(Saved data entries)

◆ ◆ ◆ ◆

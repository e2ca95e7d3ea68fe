use crate::change::Change;
use serde::{Deserialize, Serialize};
use thiserror::Error;

/// Ordered batch of pending changes, partitioned by target kind.
///
/// A changeset is applied once and then discarded; it is not reusable or invertible.
#[derive(Debug, Clone, Default, PartialEq, Serialize, Deserialize)]
pub struct Changeset {
    #[serde(default, skip_serializing_if = "Option::is_none")]
    pub version: Option<Change>,

    #[serde(default)]
    pub services: Vec<Change>,

    #[serde(default)]
    pub volumes: Vec<Change>,
}

impl Changeset {
    pub fn builder() -> ChangesetBuilder {
        ChangesetBuilder::default()
    }

    /// All changes in apply order: version, then services, then volumes.
    pub fn changes(&self) -> Vec<&Change> {
        self.version
            .iter()
            .chain(self.services.iter())
            .chain(self.volumes.iter())
            .collect()
    }

    pub fn has_pending_changes(&self) -> bool {
        self.version.is_some() || !self.services.is_empty() || !self.volumes.is_empty()
    }

    pub fn len(&self) -> usize {
        usize::from(self.version.is_some()) + self.services.len() + self.volumes.len()
    }

    pub fn is_empty(&self) -> bool {
        !self.has_pending_changes()
    }
}

/// Structural problems detected while assembling a changeset.
#[derive(Debug, Clone, PartialEq, Eq, Error)]
pub enum ChangesetError {
    #[error("changeset already has a version change")]
    DuplicateVersionChange,
}

/// Upstream construction path for changesets.
///
/// Rejects structurally malformed batches; per-change shape checks are left to the applier.
#[derive(Debug, Default)]
pub struct ChangesetBuilder {
    version: Option<Change>,
    services: Vec<Change>,
    volumes: Vec<Change>,
    duplicate_version: bool,
}

impl ChangesetBuilder {
    pub fn version(mut self, change: Change) -> Self {
        if self.version.is_some() {
            self.duplicate_version = true;
        } else {
            self.version = Some(change);
        }
        self
    }

    pub fn service(mut self, change: Change) -> Self {
        self.services.push(change);
        self
    }

    pub fn volume(mut self, change: Change) -> Self {
        self.volumes.push(change);
        self
    }

    pub fn build(self) -> Result<Changeset, ChangesetError> {
        if self.duplicate_version {
            return Err(ChangesetError::DuplicateVersionChange);
        }
        Ok(Changeset {
            version: self.version,
            services: self.services,
            volumes: self.volumes,
        })
    }
}
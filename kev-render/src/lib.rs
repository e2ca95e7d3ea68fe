//! Rendering helpers (markdown) for human-readable changesets and patch reports.

use kev_types::apply::{ChangeStatus, PatchReport};
use kev_types::{Change, Changeset, Parent};

pub fn render_changeset_md(changeset: &Changeset) -> String {
    let mut out = String::new();
    out.push_str("# kev changeset\n\n");
    out.push_str(&format!(
        "- Version change: {}\n- Service changes: {}\n- Volume changes: {}\n\n",
        if changeset.version.is_some() { "yes" } else { "no" },
        changeset.services.len(),
        changeset.volumes.len()
    ));

    if !changeset.has_pending_changes() {
        out.push_str("_No pending changes._\n");
        return out;
    }

    out.push_str("## Changes\n\n");
    for (i, change) in changeset.changes().into_iter().enumerate() {
        out.push_str(&format!("{}. {}\n", i + 1, describe(change)));
    }

    out
}

fn describe(change: &Change) -> String {
    let mut s = format!("`{}`", change.change_type);
    if change.parent != Parent::Unscoped {
        s.push_str(&format!(" {}", change.parent.as_str()));
    }
    if !change.target.is_empty() {
        s.push_str(&format!(" `{}`", change.target));
    }
    if let Some(index) = &change.index {
        s.push_str(&format!(" on {}", index));
    }
    s.push_str(&format!(" ({} payload)", change.value.kind()));
    s
}

pub fn render_report_md(report: &PatchReport) -> String {
    let mut out = String::new();
    out.push_str("# kev patch\n\n");
    out.push_str(&format!(
        "- Processed: {}\n- Applied: {}\n- Skipped: {}\n- No-op: {}\n\n",
        report.summary.processed,
        report.summary.applied,
        report.summary.skipped,
        report.summary.noop
    ));

    out.push_str("## Results\n\n");
    if report.results.is_empty() {
        out.push_str("_No results._\n");
        return out;
    }

    for (i, r) in report.results.iter().enumerate() {
        out.push_str(&format!(
            "{}. `{}` {} {}",
            i + 1,
            status_label(r.status),
            r.target.as_str(),
            r.change_type
        ));
        if !r.message.is_empty() {
            out.push_str(&format!(": {}", r.message));
        }
        out.push('\n');
    }

    out
}

fn status_label(s: ChangeStatus) -> &'static str {
    match s {
        ChangeStatus::Applied => "applied",
        ChangeStatus::Skipped => "skipped",
        ChangeStatus::Noop => "noop",
    }
}
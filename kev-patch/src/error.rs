//! Error types for kev-patch.
//!
//! Two families:
//! - [`SkipReason`]: why a single change was skipped. Never escapes an apply pass; it is turned
//!   into a diagnostic audit entry and the pass continues.
//! - [`PatchError`]: failures of the surfaces around a pass (malformed changeset, config I/O).

use kev_types::apply::TargetKind;
use kev_types::{ChangeType, ChangesetError, UnexpectedPayload};
use thiserror::Error;

/// Why one change could not be applied.
#[derive(Debug, Clone, PartialEq, Eq, Error)]
pub enum SkipReason {
    /// The payload shape does not match what the change type and parent require.
    #[error(transparent)]
    UnexpectedPayload(#[from] UnexpectedPayload),

    #[error("change has no index")]
    MissingIndex,

    /// A service change carried a volume name or the other way round.
    #[error("index does not address a {}", .expected.as_str())]
    WrongIndexKind { expected: TargetKind },

    #[error("service index {index} out of range (services: {len})")]
    ServiceOutOfRange { index: usize, len: usize },

    /// An earlier change in the same pass already removed this service.
    #[error("service index {index} was removed earlier in this pass")]
    ServiceAlreadyRemoved { index: usize },

    #[error("env var {key} not found in service {service}")]
    EnvVarNotFound { key: String, service: String },

    #[error("volume {name} not found")]
    VolumeNotFound { name: String },

    #[error("{} {} is not supported", .target.as_str(), .change_type)]
    Unsupported {
        target: TargetKind,
        change_type: ChangeType,
    },
}

/// The top-level error type for kev-patch entry points.
#[derive(Debug, Error)]
pub enum PatchError {
    /// The changeset was rejected before any change was applied.
    #[error("malformed changeset: {0}")]
    Malformed(#[from] ChangesetError),

    /// A runtime error such as a config file that cannot be read or parsed.
    #[error("runtime error: {0}")]
    Runtime(#[from] anyhow::Error),
}

impl PatchError {
    pub fn is_malformed(&self) -> bool {
        matches!(self, PatchError::Malformed(_))
    }

    /// Returns the recommended exit code for this error.
    pub fn exit_code(&self) -> u8 {
        match self {
            PatchError::Malformed(_) => 2,
            PatchError::Runtime(_) => 1,
        }
    }
}

/// Result type alias using PatchError.
pub type PatchResult<T> = Result<T, PatchError>;

#[cfg(test)]
mod tests {
    use super::*;
    use kev_types::ValueKind;

    #[test]
    fn malformed_changeset_reports_exit_code_2() {
        let err = PatchError::from(ChangesetError::DuplicateVersionChange);
        assert!(err.is_malformed());
        assert_eq!(err.exit_code(), 2);
        assert!(err.to_string().contains("malformed changeset"));
    }

    #[test]
    fn runtime_error_reports_exit_code_1() {
        let err = PatchError::from(anyhow::anyhow!("boom"));
        assert!(!err.is_malformed());
        assert_eq!(err.exit_code(), 1);
        assert!(err.to_string().contains("runtime error"));
    }

    #[test]
    fn skip_reasons_render_their_details() {
        let payload = SkipReason::from(UnexpectedPayload {
            expected: ValueKind::Map,
            found: ValueKind::String,
        });
        assert_eq!(
            payload.to_string(),
            "unexpected payload kind: expected map, found string"
        );

        let wrong = SkipReason::WrongIndexKind {
            expected: TargetKind::Service,
        };
        assert_eq!(wrong.to_string(), "index does not address a service");

        let unsupported = SkipReason::Unsupported {
            target: TargetKind::Volume,
            change_type: ChangeType::Update,
        };
        assert_eq!(unsupported.to_string(), "volume update is not supported");
    }
}
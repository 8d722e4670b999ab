//! Reusable bundles of fixture setup.

use crate::config::{NumberGeneration, RecursionPolicy};
use crate::fixture::Fixture;
use crate::value::Datum;

/// A reusable piece of fixture setup
///
/// ```rust
/// use autodata::{Customization, Fixture};
///
/// struct TheAnswer;
///
/// impl Customization for TheAnswer {
///     fn customize(&self, fixture: &mut Fixture) {
///         fixture.inject(42i32);
///     }
/// }
///
/// let fixture = Fixture::new().customize(TheAnswer);
/// assert_eq!(fixture.create::<i32>().unwrap(), 42);
/// ```
pub trait Customization {
    fn customize(&self, fixture: &mut Fixture);
}

impl<F: Fn(&mut Fixture)> Customization for F {
    fn customize(&self, fixture: &mut Fixture) {
        self(fixture)
    }
}

/// Always hand out the same value for `T`
#[derive(Debug, Clone)]
pub struct Inject<T>(pub T);

impl<T: Datum + Clone> Customization for Inject<T> {
    fn customize(&self, fixture: &mut Fixture) {
        fixture.inject(self.0.clone());
    }
}

/// Reseed the fixture's random source
#[derive(Debug, Clone, Copy)]
pub struct Seeded(pub u64);

impl Customization for Seeded {
    fn customize(&self, fixture: &mut Fixture) {
        fixture.set_seed(self.0);
    }
}

/// Switch numbers to 1, 2, 3, ...
#[derive(Debug, Clone, Copy, Default)]
pub struct SequentialNumbers;

impl Customization for SequentialNumbers {
    fn customize(&self, fixture: &mut Fixture) {
        fixture.set_number_generation(NumberGeneration::Sequential);
    }
}

/// Cut recursive object graphs off at the depth limit instead of failing
#[derive(Debug, Clone, Copy, Default)]
pub struct OmitOnRecursion;

impl Customization for OmitOnRecursion {
    fn customize(&self, fixture: &mut Fixture) {
        fixture.set_recursion_policy(RecursionPolicy::Omit);
    }
}

/// Several customizations applied in order
#[derive(Default)]
pub struct CompositeCustomization {
    customizations: Vec<Box<dyn Customization + Send + Sync>>,
}

impl CompositeCustomization {
    pub fn new() -> Self {
        Self::default()
    }

    pub fn with(mut self, customization: impl Customization + Send + Sync + 'static) -> Self {
        self.customizations.push(Box::new(customization));
        self
    }

    pub fn len(&self) -> usize {
        self.customizations.len()
    }

    pub fn is_empty(&self) -> bool {
        self.customizations.is_empty()
    }
}

impl Customization for CompositeCustomization {
    fn customize(&self, fixture: &mut Fixture) {
        for customization in &self.customizations {
            customization.customize(fixture);
        }
    }
}
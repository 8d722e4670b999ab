//! The default generation configuration.
//!
//! A [`Fixture`] resolves a requested type in this order:
//!
//! 1. a factory registered for the type (`inject`, `register`, `freeze`),
//! 2. the type's [`Specimen`] implementation,
//! 3. otherwise the request fails with [`DataError::NoSpecimenBuilder`].
//!
//! Customizations are applied while the fixture is being set up (`&mut self`).
//! Once handed to [`AutoData`](crate::AutoData) it is only ever used through
//! `&self`, so the same fixture can serve theories on several threads.

use std::sync::Mutex;
use std::sync::atomic::{AtomicU64, Ordering};

use rand::rngs::StdRng;
use rand::{Rng, SeedableRng};

use crate::builder::{SpecimenBuilder, SpecimenRegistry};
use crate::config::{FixtureConfig, NumberGeneration, RecursionPolicy, get_global_config};
use crate::customization::Customization;
use crate::error::{ConfigError, DataError};
use crate::signature::ParameterType;
use crate::specimen::Specimen;
use crate::value::{Datum, Value};

/// Creates anonymous test values, honouring a set of customizations
pub struct Fixture {
    config: FixtureConfig,
    registry: SpecimenRegistry,
    rng: Mutex<StdRng>,
    sequence: AtomicU64,
}

fn rng_for(seed: Option<u64>) -> StdRng {
    match seed {
        Some(seed) => StdRng::seed_from_u64(seed),
        None => StdRng::from_entropy(),
    }
}

impl Fixture {
    /// Create a fixture from the global defaults
    pub fn new() -> Self {
        Self::with_config(get_global_config().fixture_config())
    }

    /// Create a fixture with an explicit configuration
    pub fn with_config(config: FixtureConfig) -> Self {
        Self {
            rng: Mutex::new(rng_for(config.seed)),
            config,
            registry: SpecimenRegistry::new(),
            sequence: AtomicU64::new(0),
        }
    }

    /// Create a fixture, rejecting an invalid configuration
    pub fn try_with_config(config: FixtureConfig) -> Result<Self, ConfigError> {
        config.validate()?;
        Ok(Self::with_config(config))
    }

    /// Create a fixture producing the same specimens on every run
    pub fn seeded(seed: u64) -> Self {
        Self::with_config(FixtureConfig {
            seed: Some(seed),
            ..get_global_config().fixture_config()
        })
    }

    pub fn config(&self) -> &FixtureConfig {
        &self.config
    }

    pub fn registry(&self) -> &SpecimenRegistry {
        &self.registry
    }

    /// Reseed the random source
    pub fn set_seed(&mut self, seed: u64) -> &mut Self {
        self.config.seed = Some(seed);
        self.rng = Mutex::new(rng_for(Some(seed)));
        self
    }

    pub fn set_number_generation(&mut self, mode: NumberGeneration) -> &mut Self {
        self.config.number_generation = mode;
        self
    }

    pub fn set_recursion_policy(&mut self, policy: RecursionPolicy) -> &mut Self {
        self.config.recursion_policy = policy;
        self
    }

    pub fn set_repeat_count(&mut self, count: usize) -> &mut Self {
        self.config.repeat_count = count;
        self
    }

    /// Apply a customization and return the fixture, for chained setup
    pub fn customize(mut self, customization: impl Customization) -> Self {
        customization.customize(&mut self);
        self
    }

    /// Apply a customization in place
    pub fn apply(&mut self, customization: &dyn Customization) -> &mut Self {
        customization.customize(self);
        self
    }

    /// Hand out a clone of `value` for every request of `T`
    pub fn inject<T: Datum + Clone>(&mut self, value: T) -> &mut Self {
        log::trace!("injecting {:?} for {}", value, std::any::type_name::<T>());
        self.registry.inject(value);
        self
    }

    /// Create every `T` with `factory`
    pub fn register<T, F>(&mut self, factory: F) -> &mut Self
    where
        T: Datum,
        F: Fn(&mut SpecimenContext<'_>) -> Result<T, DataError> + Send + Sync + 'static,
    {
        self.registry.register(factory);
        self
    }

    /// Create one `T`, inject it, and return it
    ///
    /// Every later request for `T` yields the same value.
    pub fn freeze<T: Specimen + Datum + Clone>(&mut self) -> Result<T, DataError> {
        let value: T = self.create()?;
        self.inject(value.clone());
        Ok(value)
    }

    /// Create an anonymous `T`
    pub fn create<T: Specimen>(&self) -> Result<T, DataError> {
        SpecimenContext::new(self).create()
    }

    /// Create an anonymous `T` for something called `name`
    pub fn create_named<T: Specimen>(&self, name: &str) -> Result<T, DataError> {
        SpecimenContext::new(self).create_named(name)
    }

    /// Create `repeat_count` anonymous values
    pub fn create_many<T: Specimen>(&self) -> Result<Vec<T>, DataError> {
        self.create_count(self.config.repeat_count)
    }

    /// Create exactly `count` anonymous values
    pub fn create_count<T: Specimen>(&self, count: usize) -> Result<Vec<T>, DataError> {
        let mut ctx = SpecimenContext::new(self);
        (0..count).map(|_| ctx.create()).collect()
    }

    /// Create a type-erased value for a parameter type
    pub fn create_value(&self, parameter: &ParameterType) -> Result<Value, DataError> {
        SpecimenContext::new(self).create_value(parameter)
    }

    fn resolve<T: Specimen>(&self, ctx: &mut SpecimenContext<'_>) -> Result<T, DataError> {
        match self.registry.get(std::any::TypeId::of::<T>()) {
            Some(factory) => {
                log::trace!("registered factory for {}", std::any::type_name::<T>());
                factory(ctx)?.into_unique::<T>()
            }
            None => T::create(ctx),
        }
    }

    fn next_sequence(&self) -> u64 {
        self.sequence.fetch_add(1, Ordering::Relaxed) + 1
    }

    fn with_rng<R>(&self, f: impl FnOnce(&mut StdRng) -> R) -> R {
        // A panic while holding the lock cannot leave the RNG in a bad state
        let mut rng = self.rng.lock().unwrap_or_else(|poisoned| poisoned.into_inner());
        f(&mut *rng)
    }
}

impl Default for Fixture {
    fn default() -> Self {
        Self::new()
    }
}

impl std::fmt::Debug for Fixture {
    fn fmt(&self, f: &mut std::fmt::Formatter<'_>) -> std::fmt::Result {
        f.debug_struct("Fixture")
            .field("config", &self.config)
            .field("registry", &self.registry)
            .finish()
    }
}

impl SpecimenBuilder for Fixture {
    fn create(&self, parameter: &ParameterType) -> Result<Value, DataError> {
        self.create_value(parameter)
    }

    fn create_named(&self, parameter: &ParameterType, name: &str) -> Result<Value, DataError> {
        let mut ctx = SpecimenContext::new(self);
        ctx.pending_name = Some(name.to_string());
        ctx.create_value(parameter)
    }
}

/// State of a single creation request, handed to [`Specimen::create`] and
/// registered factories
pub struct SpecimenContext<'a> {
    fixture: &'a Fixture,
    depth: usize,
    name: Option<String>,
    pending_name: Option<String>,
}

impl<'a> SpecimenContext<'a> {
    pub fn new(fixture: &'a Fixture) -> Self {
        Self {
            fixture,
            depth: 0,
            name: None,
            pending_name: None,
        }
    }

    pub fn fixture(&self) -> &'a Fixture {
        self.fixture
    }

    pub fn config(&self) -> &'a FixtureConfig {
        &self.fixture.config
    }

    /// Nesting depth of the value currently being created (1 for the root)
    pub fn depth(&self) -> usize {
        self.depth
    }

    /// Name of the field or parameter currently being created, if known
    pub fn name(&self) -> Option<&str> {
        self.name.as_deref()
    }

    /// Whether nested values should be left out because of the recursion limit
    pub fn should_omit(&self) -> bool {
        self.config().recursion_policy == RecursionPolicy::Omit
            && self.depth >= self.config().max_depth
    }

    /// Create a nested `T` through the fixture
    pub fn create<T: Specimen>(&mut self) -> Result<T, DataError> {
        let fixture = self.fixture;
        let type_name = std::any::type_name::<T>();
        let mut limit = self.config().max_depth;
        if self.should_omit() {
            if fixture.registry.contains::<T>() {
                // Registered values are served one level past the limit
                limit += 1;
            } else if let Some(omitted) = T::omitted() {
                self.pending_name = None;
                return Ok(omitted);
            }
        }
        self.enter_within(type_name, limit, |ctx| fixture.resolve::<T>(ctx))
    }

    /// Create a nested `T` for something called `name`
    pub fn create_named<T: Specimen>(&mut self, name: &str) -> Result<T, DataError> {
        self.pending_name = Some(name.to_string());
        self.create()
    }

    /// Create `repeat_count` nested values, or none at the recursion limit
    /// under [`RecursionPolicy::Omit`]
    pub fn create_many<T: Specimen>(&mut self) -> Result<Vec<T>, DataError> {
        if self.should_omit() {
            return Ok(Vec::new());
        }
        let items = (0..self.config().repeat_count)
            .map(|_| self.create())
            .collect();
        self.omit_on_limit(items, Vec::new)
    }

    /// Replace a recursion limit hit further down with `fallback` under
    /// [`RecursionPolicy::Omit`]
    ///
    /// Lets optional values and collections prune a branch that cannot be
    /// completed within `max_depth`.
    pub fn omit_on_limit<R>(
        &self,
        result: Result<R, DataError>,
        fallback: impl FnOnce() -> R,
    ) -> Result<R, DataError> {
        match result {
            Err(DataError::RecursionLimit { type_name, depth })
                if self.config().recursion_policy == RecursionPolicy::Omit =>
            {
                log::trace!("omitting branch cut at {} (depth {})", type_name, depth);
                Ok(fallback())
            }
            other => other,
        }
    }

    /// Create a type-erased value for a parameter type
    pub fn create_value(&mut self, parameter: &ParameterType) -> Result<Value, DataError> {
        log::debug!("creating specimen for {}", parameter.name());
        let fixture = self.fixture;
        if let Some(factory) = fixture.registry.get(parameter.id()) {
            return self.enter(parameter.name(), |ctx| factory(ctx));
        }
        match parameter.factory() {
            Some(factory) => factory(self),
            None => Err(DataError::NoSpecimenBuilder {
                type_name: parameter.name(),
            }),
        }
    }

    /// Next value of the fixture's sequence counter, starting at 1
    pub fn next_sequence(&mut self) -> u64 {
        self.fixture.next_sequence()
    }

    /// Run `f` with the fixture's random source
    pub fn with_rng<R>(&mut self, f: impl FnOnce(&mut StdRng) -> R) -> R {
        self.fixture.with_rng(f)
    }

    /// Random index below `len`
    pub fn choose_index(&mut self, len: usize) -> usize {
        if len <= 1 {
            return 0;
        }
        self.with_rng(|rng| rng.gen_range(0..len))
    }

    fn enter<R>(
        &mut self,
        type_name: &'static str,
        f: impl FnOnce(&mut Self) -> Result<R, DataError>,
    ) -> Result<R, DataError> {
        self.enter_within(type_name, self.config().max_depth, f)
    }

    /// Run `f` one level deeper, failing once the depth exceeds `limit`
    ///
    /// A pending name is consumed even when the limit is hit.
    fn enter_within<R>(
        &mut self,
        type_name: &'static str,
        limit: usize,
        f: impl FnOnce(&mut Self) -> Result<R, DataError>,
    ) -> Result<R, DataError> {
        let name = self.pending_name.take();
        let depth = self.depth + 1;
        if depth > limit {
            log::debug!("recursion limit reached at {} (depth {})", type_name, depth);
            return Err(DataError::RecursionLimit { type_name, depth });
        }
        let outer_depth = std::mem::replace(&mut self.depth, depth);
        let outer_name = std::mem::replace(&mut self.name, name);
        let result = f(self);
        self.depth = outer_depth;
        self.name = outer_name;
        result
    }
}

◆ ◆ ◆ ◆

## Task description
Starting at the line that has "on several threads." in the records above, restate word for word every line until the one that has "use crate::signature::ParameterType;", and include that one as well.

## Written response
//! `&self`, so the same fixture can serve theories on several threads.

use std::sync::Mutex;
use std::sync::atomic::{AtomicU64, Ordering};

use rand::rngs::StdRng;
use rand::{Rng, SeedableRng};

use crate::builder::{SpecimenBuilder, SpecimenRegistry};
use crate::config::{FixtureConfig, NumberGeneration, RecursionPolicy, get_global_config};
use crate::customization::Customization;
use crate::error::{ConfigError, DataError};
use crate::signature::ParameterType;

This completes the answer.